"Pepper-Pot: A Scene in the Philadelphia Market," is a painting by John Lewis Krimmel (1786 – 1821). Krimmel was born in Germany, and immigrated to Philadelphia, where he painted this work in around 1811. "In the 1790s Philadelphia became a refuge for Afro-Caribbeans fleeing war in Haiti. Cooking inexpensive local foods with Caribbean spices, Haitian immigrants helped create a unique Philadelphia cuisine. This included pepper-pot, a thick, spicy soup made of vegetables and tripe, ox-feet, or other cheap meats, sold by street vendors for a few pennies." (source)

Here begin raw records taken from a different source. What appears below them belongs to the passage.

//! Animated arrow: an arrowhead travelling along a fixed path, trailing the
//! part of the path already covered.

#[cfg(test)]
#[path = "arrow_test.rs"]
mod arrow_test;

use crate::consts::{ARROW_STROKE_WIDTH, ARROWHEAD_BASE, ARROWHEAD_HEIGHT, ARROWHEAD_TIP_OFFSET};
use crate::geom::Point;
use crate::path::{PathMeasure, VectorPath};
use crate::surface::{Color, Paint, StrokeCap, Surface};

/// Geometry for one frame of the arrow animation.
#[derive(Debug, Clone, PartialEq)]
pub struct ArrowFrame {
    /// Path covered so far, from the start to the head.
    pub sub_path: VectorPath,
    /// Where the arrow is.
    pub head: Point,
    /// Unit direction of travel at the head.
    pub tangent: Point,
    /// Direction of travel in degrees, 0 = +x.
    pub tangent_angle_deg: f64,
    /// Rotation applied to the upright arrowhead so it points along the tangent.
    pub heading_deg: f64,
    /// Arrowhead triangle (tip first), already rotated.
    pub arrowhead: [Point; 3],
}

/// Owns a path and its cached arc-length table.
#[derive(Debug, Clone)]
pub struct ArrowAnimator {
    path: VectorPath,
    measure: PathMeasure,
}

impl ArrowAnimator {
    #[must_use]
    pub fn new(path: VectorPath) -> Self {
        let measure = PathMeasure::new(&path);
        Self { path, measure }
    }

    /// The bezier course drawn by the gallery screen.
    #[must_use]
    pub fn demo_path() -> VectorPath {
        VectorPath::new()
            .move_to(100.0, 100.0)
            .quad_to(100.0, 400.0, 400.0, 400.0)
            .quad_to(900.0, 200.0, 900.0, 700.0)
            .line_to(100.0, 2000.0)
            .cubic_to(1700.0, 2000.0, 1000.0, 700.0, 200.0, 700.0)
    }

    #[must_use]
    pub fn path(&self) -> &VectorPath {
        &self.path
    }

    #[must_use]
    pub fn total_length(&self) -> f64 {
        self.measure.length()
    }

    /// Geometry at `progress` in [0,1]; values outside are clamped.
    #[must_use]
    pub fn compute_frame(&self, progress: f64) -> ArrowFrame {
        let progress = if progress.is_nan() { 0.0 } else { progress.clamp(0.0, 1.0) };
        let target = progress * self.measure.length();
        let sub_path = self.measure.segment(0.0, target);
        let (head, tangent) = self.measure.pos_tan(target);
        let heading_deg = heading_degrees(tangent);
        ArrowFrame {
            sub_path,
            head,
            tangent,
            tangent_angle_deg: tangent.y.atan2(tangent.x).to_degrees(),
            heading_deg,
            arrowhead: arrowhead(head, heading_deg),
        }
    }
}

impl Default for ArrowAnimator {
    fn default() -> Self {
        Self::new(Self::demo_path())
    }
}

/// Rotation for an arrowhead drawn pointing up (-y) so it follows `tangent`.
#[must_use]
pub fn heading_degrees(tangent: Point) -> f64 {
    (-tangent.x.atan2(tangent.y)).to_degrees() - 180.0
}

fn arrowhead(head: Point, heading_deg: f64) -> [Point; 3] {
    let half = ARROWHEAD_BASE / 2.0;
    let base_y = head.y - ARROWHEAD_TIP_OFFSET + ARROWHEAD_HEIGHT;
    [
        Point::new(head.x, head.y - ARROWHEAD_TIP_OFFSET),
        Point::new(head.x - half, base_y),
        Point::new(head.x + half, base_y),
    ]
    .map(|p| p.rotate_around(head, heading_deg))
}

/// Draw the covered path and the arrowhead.
///
/// # Errors
///
/// Propagates surface failures.
pub fn draw<S: Surface>(surface: &mut S, frame: &ArrowFrame) -> Result<(), S::Error> {
    let trail = Paint::stroke(Color::RED, ARROW_STROKE_WIDTH).with_cap(StrokeCap::Round);
    surface.draw_path(&frame.sub_path, &trail)?;
    surface.draw_path(&VectorPath::polygon(&frame.arrowhead), &Paint::fill(Color::RED))
}
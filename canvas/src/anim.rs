//! Time-driven animation math.
//!
//! Nothing here owns a clock. Callers pass the current time in milliseconds
//! (any monotonic origin) so playback is deterministic and testable; the host
//! decides how often to sample it.

#[cfg(test)]
#[path = "anim_test.rs"]
mod anim_test;

use crate::geom::Point;

/// Easing curves mapping linear time `t` in [0,1] to eased progress.
#[derive(Debug, Clone, Copy, PartialEq, Default)]
pub enum Easing {
    /// Constant speed.
    Linear,
    /// Standard material curve: quick start, long settle. `cubic-bezier(0.4, 0, 0.2, 1)`.
    #[default]
    FastOutSlowIn,
}

impl Easing {
    #[must_use]
    pub fn apply(self, t: f64) -> f64 {
        let t = t.clamp(0.0, 1.0);
        match self {
            Self::Linear => t,
            Self::FastOutSlowIn => cubic_bezier(0.4, 0.0, 0.2, 1.0, t),
        }
    }
}

/// Evaluate a CSS-style cubic bezier easing at `x`.
fn cubic_bezier(x1: f64, y1: f64, x2: f64, y2: f64, x: f64) -> f64 {
    if x <= 0.0 || x >= 1.0 {
        return x;
    }
    let curve = |a: f64, b: f64, s: f64| {
        let ms = 1.0 - s;
        3.0 * ms * ms * s * a + 3.0 * ms * s * s * b + s * s * s
    };
    // x(s) is monotonic for control x in [0,1]; bisection always converges.
    let (mut lo, mut hi) = (0.0_f64, 1.0_f64);
    let mut s = x;
    for _ in 0..64 {
        let cx = curve(x1, x2, s);
        if (cx - x).abs() < 1e-9 {
            break;
        }
        if cx < x {
            lo = s;
        } else {
            hi = s;
        }
        s = (lo + hi) / 2.0;
    }
    curve(y1, y2, s)
}

/// What happens when an animation reaches its end.
#[derive(Debug, Clone, Copy, PartialEq, Eq, Default)]
pub enum Repeat {
    /// Hold at 1.0.
    #[default]
    Once,
    /// Jump back to 0.0 and play again, forever.
    Restart,
}

/// A restartable one-shot or looping animation clock.
///
/// Restarting while playing drops the old run entirely: progress snaps to 0
/// and there is never more than one run in flight.
#[derive(Debug, Clone, PartialEq)]
pub struct Animation {
    pub duration_ms: f64,
    pub easing: Easing,
    pub repeat: Repeat,
    started_at_ms: Option<f64>,
}

impl Animation {
    #[must_use]
    pub fn new(duration_ms: f64) -> Self {
        Self { duration_ms, easing: Easing::default(), repeat: Repeat::Once, started_at_ms: None }
    }

    #[must_use]
    pub fn with_easing(mut self, easing: Easing) -> Self {
        self.easing = easing;
        self
    }

    #[must_use]
    pub fn with_repeat(mut self, repeat: Repeat) -> Self {
        self.repeat = repeat;
        self
    }

    /// Start (or restart) playback at `now_ms`.
    pub fn restart(&mut self, now_ms: f64) {
        self.started_at_ms = Some(now_ms);
    }

    /// Forget the current run; progress reads as 0 again.
    pub fn stop(&mut self) {
        self.started_at_ms = None;
    }

    #[must_use]
    pub fn is_started(&self) -> bool {
        self.started_at_ms.is_some()
    }

    /// Whether the animation still changes over time at `now_ms`.
    #[must_use]
    pub fn is_running(&self, now_ms: f64) -> bool {
        match (self.started_at_ms, self.repeat) {
            (None, _) => false,
            (Some(_), Repeat::Restart) => true,
            (Some(_), Repeat::Once) => self.fraction(now_ms) < 1.0,
        }
    }

    /// Linear time fraction in [0,1].
    #[must_use]
    pub fn fraction(&self, now_ms: f64) -> f64 {
        let Some(start) = self.started_at_ms else {
            return 0.0;
        };
        if self.duration_ms <= 0.0 {
            return 1.0;
        }
        let elapsed = (now_ms - start).max(0.0);
        match self.repeat {
            Repeat::Once => (elapsed / self.duration_ms).min(1.0),
            Repeat::Restart => (elapsed % self.duration_ms) / self.duration_ms,
        }
    }

    /// Eased progress in [0,1].
    #[must_use]
    pub fn progress(&self, now_ms: f64) -> f64 {
        self.easing.apply(self.fraction(now_ms))
    }
}

/// Values that can be blended linearly.
pub trait Lerp: Copy {
    #[must_use]
    fn lerp(self, other: Self, t: f64) -> Self;
}

impl Lerp for f64 {
    fn lerp(self, other: f64, t: f64) -> f64 {
        (other - self).mul_add(t, self)
    }
}

impl Lerp for Point {
    fn lerp(self, other: Point, t: f64) -> Point {
        Point::lerp(self, other, t)
    }
}

/// A value that animates toward whatever target it was last given.
///
/// Retargeting mid-flight starts the new run from the currently displayed
/// value, so motion never jumps.
#[derive(Debug, Clone, PartialEq)]
pub struct Tween<T: Lerp> {
    from: T,
    to: T,
    animation: Animation,
}

impl<T: Lerp + PartialEq> Tween<T> {
    #[must_use]
    pub fn new(initial: T, animation: Animation) -> Self {
        Self { from: initial, to: initial, animation }
    }

    #[must_use]
    pub fn target(&self) -> T {
        self.to
    }

    /// Animate from the value shown at `now_ms` to `target`.
    pub fn retarget(&mut self, target: T, now_ms: f64) {
        if target == self.to {
            return;
        }
        self.from = self.value(now_ms);
        self.to = target;
        self.animation.restart(now_ms);
    }

    /// Jump to `value` with no animation.
    pub fn snap(&mut self, value: T) {
        self.from = value;
        self.to = value;
        self.animation.stop();
    }

    #[must_use]
    pub fn value(&self, now_ms: f64) -> T {
        if !self.animation.is_started() {
            return self.to;
        }
        self.from.lerp(self.to, self.animation.progress(now_ms))
    }

    #[must_use]
    pub fn is_running(&self, now_ms: f64) -> bool {
        self.animation.is_running(now_ms)
    }
}
//! SVG path-data (`d` attribute) parsing into [`VectorPath`].
//!
//! Tokenizing is left to `svgtypes`; this module resolves relative
//! coordinates, horizontal/vertical lines and smooth curves into the absolute
//! segments the rest of the crate works with. Arcs are not supported.

#[cfg(test)]
#[path = "svg_test.rs"]
mod svg_test;

use svgtypes::{PathParser, PathSegment};

use crate::geom::Point;
use crate::path::{Segment, VectorPath};

#[derive(Debug, thiserror::Error)]
pub enum PathParseError {
    #[error("malformed path data: {0}")]
    Syntax(#[from] svgtypes::Error),
    #[error("unsupported path command '{0}'")]
    Unsupported(char),
    #[error("path data must start with a move command")]
    MissingMoveTo,
}

/// Last control point, for reflecting into a following smooth curve.
#[derive(Clone, Copy)]
enum LastControl {
    None,
    Cubic(Point),
    Quad(Point),
}

struct Cursor {
    current: Point,
    subpath_start: Point,
    last: LastControl,
}

impl Cursor {
    fn resolve(&self, abs: bool, x: f64, y: f64) -> Point {
        if abs { Point::new(x, y) } else { Point::new(self.current.x + x, self.current.y + y) }
    }

    fn reflected(&self, ctrl: Option<Point>) -> Point {
        ctrl.map_or(self.current, |c| self.current * 2.0 - c)
    }
}

/// Parse SVG path data into an absolute-coordinate path.
///
/// # Errors
///
/// Returns [`PathParseError`] for malformed data, arcs, or data that does not
/// begin with a move.
pub fn parse_path(data: &str) -> Result<VectorPath, PathParseError> {
    let mut path = VectorPath::new();
    let mut cursor = Cursor { current: Point::ZERO, subpath_start: Point::ZERO, last: LastControl::None };

    for segment in PathParser::from(data) {
        let segment = segment?;
        if path.is_empty() && !matches!(segment, PathSegment::MoveTo { .. }) {
            return Err(PathParseError::MissingMoveTo);
        }
        let mut last = LastControl::None;
        match segment {
            PathSegment::MoveTo { abs, x, y } => {
                let to = cursor.resolve(abs, x, y);
                path.push(Segment::MoveTo(to));
                cursor.subpath_start = to;
                cursor.current = to;
            }
            PathSegment::LineTo { abs, x, y } => {
                cursor.current = cursor.resolve(abs, x, y);
                path.push(Segment::LineTo(cursor.current));
            }
            PathSegment::HorizontalLineTo { abs, x } => {
                cursor.current.x = if abs { x } else { cursor.current.x + x };
                path.push(Segment::LineTo(cursor.current));
            }
            PathSegment::VerticalLineTo { abs, y } => {
                cursor.current.y = if abs { y } else { cursor.current.y + y };
                path.push(Segment::LineTo(cursor.current));
            }
            PathSegment::CurveTo { abs, x1, y1, x2, y2, x, y } => {
                let ctrl1 = cursor.resolve(abs, x1, y1);
                let ctrl2 = cursor.resolve(abs, x2, y2);
                cursor.current = cursor.resolve(abs, x, y);
                path.push(Segment::CubicTo { ctrl1, ctrl2, to: cursor.current });
                last = LastControl::Cubic(ctrl2);
            }
            PathSegment::SmoothCurveTo { abs, x2, y2, x, y } => {
                let prev = match cursor.last {
                    LastControl::Cubic(c) => Some(c),
                    _ => None,
                };
                let ctrl1 = cursor.reflected(prev);
                let ctrl2 = cursor.resolve(abs, x2, y2);
                cursor.current = cursor.resolve(abs, x, y);
                path.push(Segment::CubicTo { ctrl1, ctrl2, to: cursor.current });
                last = LastControl::Cubic(ctrl2);
            }
            PathSegment::Quadratic { abs, x1, y1, x, y } => {
                let ctrl = cursor.resolve(abs, x1, y1);
                cursor.current = cursor.resolve(abs, x, y);
                path.push(Segment::QuadTo { ctrl, to: cursor.current });
                last = LastControl::Quad(ctrl);
            }
            PathSegment::SmoothQuadratic { abs, x, y } => {
                let prev = match cursor.last {
                    LastControl::Quad(c) => Some(c),
                    _ => None,
                };
                let ctrl = cursor.reflected(prev);
                cursor.current = cursor.resolve(abs, x, y);
                path.push(Segment::QuadTo { ctrl, to: cursor.current });
                last = LastControl::Quad(ctrl);
            }
            PathSegment::EllipticalArc { abs, .. } => {
                return Err(PathParseError::Unsupported(if abs { 'A' } else { 'a' }));
            }
            PathSegment::ClosePath { .. } => {
                path.push(Segment::Close);
                cursor.current = cursor.subpath_start;
            }
        }
        cursor.last = last;
    }
    Ok(path)
}
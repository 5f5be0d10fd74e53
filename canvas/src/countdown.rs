//! Second-granularity countdown with a running flag.

#[cfg(test)]
#[path = "countdown_test.rs"]
mod countdown_test;

use crate::consts::COUNTDOWN_SECS;

/// What a one-second tick did.
#[derive(Debug, Clone, Copy, PartialEq, Eq)]
pub enum Tick {
    /// Not running; nothing changed.
    Idle,
    /// One second elapsed; this many remain.
    Remaining(u32),
    /// Reached zero. The countdown has stopped and reset.
    Finished,
}

#[derive(Debug, Clone, Copy, PartialEq, Eq)]
pub struct Countdown {
    initial: u32,
    remaining: u32,
    running: bool,
}

impl Default for Countdown {
    fn default() -> Self {
        Self::new(COUNTDOWN_SECS)
    }
}

impl Countdown {
    #[must_use]
    pub fn new(initial: u32) -> Self {
        Self { initial, remaining: initial, running: false }
    }

    #[must_use]
    pub fn remaining(&self) -> u32 {
        self.remaining
    }

    #[must_use]
    pub fn is_running(&self) -> bool {
        self.running
    }

    /// Start or stop. Stopping resets to the initial value.
    pub fn set_running(&mut self, running: bool) {
        self.running = running;
        if !running {
            self.remaining = self.initial;
        }
    }

    pub fn tick(&mut self) -> Tick {
        if !self.running {
            return Tick::Idle;
        }
        self.remaining = self.remaining.saturating_sub(1);
        if self.remaining == 0 {
            self.set_running(false);
            Tick::Finished
        } else {
            Tick::Remaining(self.remaining)
        }
    }
}
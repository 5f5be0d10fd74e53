//! Scripted gestures that exercise each screen during a headless run.
//!
//! Cues name what to touch rather than where, and are resolved against the
//! engine when they fire: the clicker's shape moves after every hit, so its
//! position is only known at that moment.

#[cfg(test)]
#[path = "script_test.rs"]
mod script_test;

use std::time::Duration;

use canvas::engine::{EngineCore, Screen, ScreenKind};
use canvas::geom::Point;
use canvas::picker::Gender;

/// How long a scripted drag takes from press to release.
pub const DRAG_DURATION: Duration = Duration::from_millis(800);

/// What to touch.
#[derive(Debug, Clone, Copy, PartialEq)]
pub enum Cue {
    TapSymbol(Gender),
    /// Drag across the top of the dial by `dx` pixels.
    DragDial { dx: f64 },
    TapSegment(usize),
    TapButton,
    TapShape,
    TapAt(Point),
}

/// A cue resolved to surface coordinates.
#[derive(Debug, Clone, Copy, PartialEq)]
pub enum Gesture {
    Tap(Point),
    Drag { from: Point, to: Point },
}

/// Cues for `kind`, each with its offset from the start of the run.
#[must_use]
pub fn demo_script(kind: ScreenKind) -> Vec<(Duration, Cue)> {
    let ms = Duration::from_millis;
    match kind {
        ScreenKind::Arrow | ScreenKind::Clock => Vec::new(),
        ScreenKind::Gender => vec![(ms(500), Cue::TapSymbol(Gender::Male)), (ms(2000), Cue::TapSymbol(Gender::Female))],
        ScreenKind::Weight => vec![(ms(300), Cue::DragDial { dx: 200.0 })],
        ScreenKind::Grades => vec![(ms(300), Cue::TapSegment(2)), (ms(1500), Cue::TapSegment(5))],
        ScreenKind::Clicker => vec![(ms(200), Cue::TapButton), (ms(600), Cue::TapShape), (ms(900), Cue::TapShape)],
        ScreenKind::MovingBox => vec![(ms(500), Cue::TapAt(Point::ZERO)), (ms(1500), Cue::TapAt(Point::ZERO))],
    }
}

/// Where `cue` lands on the engine's current screen; `None` when the screen
/// has nothing matching.
#[must_use]
pub fn resolve(cue: Cue, engine: &EngineCore) -> Option<Gesture> {
    match (cue, engine.screen()) {
        (Cue::TapAt(at), _) => Some(Gesture::Tap(at)),
        (Cue::TapSymbol(gender), Screen::Gender(picker)) => {
            Some(Gesture::Tap(picker.symbol(gender).surface_rect().center()))
        }
        (Cue::DragDial { dx }, Screen::Weight { dial, style, .. }) => {
            let from = Point::new(dial.center().x, dial.center().y - style.radius);
            Some(Gesture::Drag { from, to: Point::new(from.x + dx, from.y) })
        }
        (Cue::TapSegment(index), Screen::Grades { selector, strip }) => {
            let rect = selector.rects().get(index)?;
            Some(Gesture::Tap(rect.center() + strip.origin()))
        }
        (Cue::TapButton, Screen::Clicker(game)) => Some(Gesture::Tap(game.button_rect().center())),
        (Cue::TapShape, Screen::Clicker(game)) => {
            let field = game.primitive().bounds().center();
            Some(Gesture::Tap(Point::new(field.x, field.y + canvas::consts::GAME_HEADER_HEIGHT)))
        }
        _ => None,
    }
}
#![allow(clippy::float_cmp)]

use super::*;

// =============================================================
// Easing
// =============================================================

#[test]
fn easing_endpoints_are_fixed() {
    for easing in [Easing::Linear, Easing::FastOutSlowIn] {
        assert_eq!(easing.apply(0.0), 0.0);
        assert_eq!(easing.apply(1.0), 1.0);
    }
}

#[test]
fn easing_clamps_input() {
    assert_eq!(Easing::Linear.apply(-1.0), 0.0);
    assert_eq!(Easing::FastOutSlowIn.apply(2.0), 1.0);
}

#[test]
fn fast_out_slow_in_leads_linear_at_midpoint() {
    let v = Easing::FastOutSlowIn.apply(0.5);
    assert!(v > 0.5 && v < 1.0, "got {v}");
}

#[test]
fn easing_is_monotonic() {
    for easing in [Easing::Linear, Easing::FastOutSlowIn] {
        let mut last = 0.0;
        for i in 0..=100 {
            let v = easing.apply(f64::from(i) / 100.0);
            assert!(v + 1e-9 >= last, "{easing:?} not monotonic at {i}");
            last = v;
        }
    }
}

// =============================================================
// Animation
// =============================================================

#[test]
fn unstarted_animation_reads_zero() {
    let anim = Animation::new(700.0);
    assert_eq!(anim.progress(5_000.0), 0.0);
    assert!(!anim.is_running(0.0));
}

#[test]
fn once_animation_reaches_one_exactly_at_duration() {
    let mut anim = Animation::new(700.0).with_easing(Easing::Linear);
    anim.restart(1_000.0);
    assert_eq!(anim.progress(1_000.0), 0.0);
    assert_eq!(anim.progress(1_350.0), 0.5);
    assert_eq!(anim.progress(1_700.0), 1.0);
    assert_eq!(anim.progress(9_999.0), 1.0);
    assert!(anim.is_running(1_699.0));
    assert!(!anim.is_running(1_700.0));
}

#[test]
fn restart_mid_run_snaps_to_zero() {
    let mut anim = Animation::new(700.0);
    anim.restart(0.0);
    assert!(anim.progress(400.0) > 0.0);
    anim.restart(400.0);
    assert_eq!(anim.progress(400.0), 0.0);
    assert_eq!(anim.progress(1_100.0), 1.0);
}

#[test]
fn progress_is_monotonic_over_run() {
    let mut anim = Animation::new(700.0);
    anim.restart(0.0);
    let mut last = 0.0;
    for ms in (0..=700).step_by(10) {
        let p = anim.progress(f64::from(ms));
        assert!(p >= last);
        last = p;
    }
    assert_eq!(last, 1.0);
}

#[test]
fn restart_repeat_wraps() {
    let mut anim = Animation::new(3_000.0).with_easing(Easing::Linear).with_repeat(Repeat::Restart);
    anim.restart(0.0);
    assert_eq!(anim.fraction(1_500.0), 0.5);
    assert_eq!(anim.fraction(4_500.0), 0.5);
    assert!(anim.is_running(1e9));
}

#[test]
fn zero_duration_completes_immediately() {
    let mut anim = Animation::new(0.0);
    anim.restart(10.0);
    assert_eq!(anim.progress(10.0), 1.0);
}

#[test]
fn time_before_start_reads_zero() {
    let mut anim = Animation::new(100.0).with_easing(Easing::Linear);
    anim.restart(50.0);
    assert_eq!(anim.fraction(0.0), 0.0);
}

#[test]
fn stop_resets_progress() {
    let mut anim = Animation::new(100.0);
    anim.restart(0.0);
    anim.stop();
    assert_eq!(anim.progress(50.0), 0.0);
}

// =============================================================
// Tween
// =============================================================

#[test]
fn tween_starts_at_initial_value() {
    let tween = Tween::new(0.0, Animation::new(1_000.0));
    assert_eq!(tween.value(123.0), 0.0);
}

#[test]
fn tween_moves_to_target() {
    let mut tween = Tween::new(0.0, Animation::new(1_000.0).with_easing(Easing::Linear));
    tween.retarget(80.0, 0.0);
    assert_eq!(tween.value(500.0), 40.0);
    assert_eq!(tween.value(1_000.0), 80.0);
}

#[test]
fn tween_retarget_mid_flight_continues_from_shown_value() {
    let mut tween = Tween::new(0.0, Animation::new(1_000.0).with_easing(Easing::Linear));
    tween.retarget(80.0, 0.0);
    tween.retarget(0.0, 500.0);
    assert_eq!(tween.value(500.0), 40.0);
    assert_eq!(tween.value(1_500.0), 0.0);
}

#[test]
fn tween_same_target_does_not_restart() {
    let mut tween = Tween::new(0.0, Animation::new(1_000.0).with_easing(Easing::Linear));
    tween.retarget(80.0, 0.0);
    tween.retarget(80.0, 900.0);
    assert_eq!(tween.value(1_000.0), 80.0);
}

#[test]
fn tween_points() {
    let mut tween = Tween::new(Point::new(0.0, 0.0), Animation::new(100.0).with_easing(Easing::Linear));
    tween.retarget(Point::new(100.0, 50.0), 0.0);
    assert_eq!(tween.value(50.0), Point::new(50.0, 25.0));
}

#[test]
fn tween_snap_jumps() {
    let mut tween = Tween::new(0.0, Animation::new(100.0));
    tween.retarget(10.0, 0.0);
    tween.snap(3.0);
    assert_eq!(tween.value(50.0), 3.0);
    assert_eq!(tween.target(), 3.0);
}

I learned of this painting in the book Chasing Chiles: Hot Spots along the Pepper Trail by Kurt Michael Friese, Kraig Kraft, and Gary Paul Nabhan, in their chapter on the peppers grown in rural Maryland and nearby locales. They trace these peppers to Afro-Caribbean slaves who were brought to the area in the eighteenth century, linking a preparation called picalilli to the Caribbean peppers called pilipili. In this painting, and in the pepper-pot dish depicted, they find a combination of history, language, food ways and culture --
"Pilipili, it turns out, is the name for red peppers in Swahili, Zulu, and Lingala dialects from sub-Saharan Africa, but it is entomologically related to berebere, fulful, and filfil. Those terms were first used for black pepper in North Africa and the Middle East, and later applied to red peppers or chiles. ... The name might have arrived in Maryland with West African slaves or, more likely, with their descendants ....
"The slaves brought up from the Caribbean could have also carried along in their heads a recipe for a spicy fish, pork, or chicken dish historically called pepper pot.... still occasionally prepared in the metro Philadelphia area just to the north of rural Maryland.... Pepper pot is still served in the Caribbean made with the locally available meats of chicken and pork. These dishes seem to be a derivative of the West African dish known as callaloo, a spicy vegetable stew." (Chasing Chiles, pp. 155-156)The existence of this very interesting painting is one of many things I learned while reading Chasing Chiles, which was published in 2011. The three authors spent a year exploring the regions where a number of very specific chile peppers are grown, searching for evidence of how farmers and local users of chile peppers are adapting to a variety of changes in conditions for growing these rather sensitive crops. Increased or decreased rainfall, violent storms and hurricanes, unexplained pests and plant diseases, advances in industrial agriculture and seed production, and changing demand for their products all affected these small-scale agriculturalists. The book is full of details about various chiles and their history and use, including a few recipes.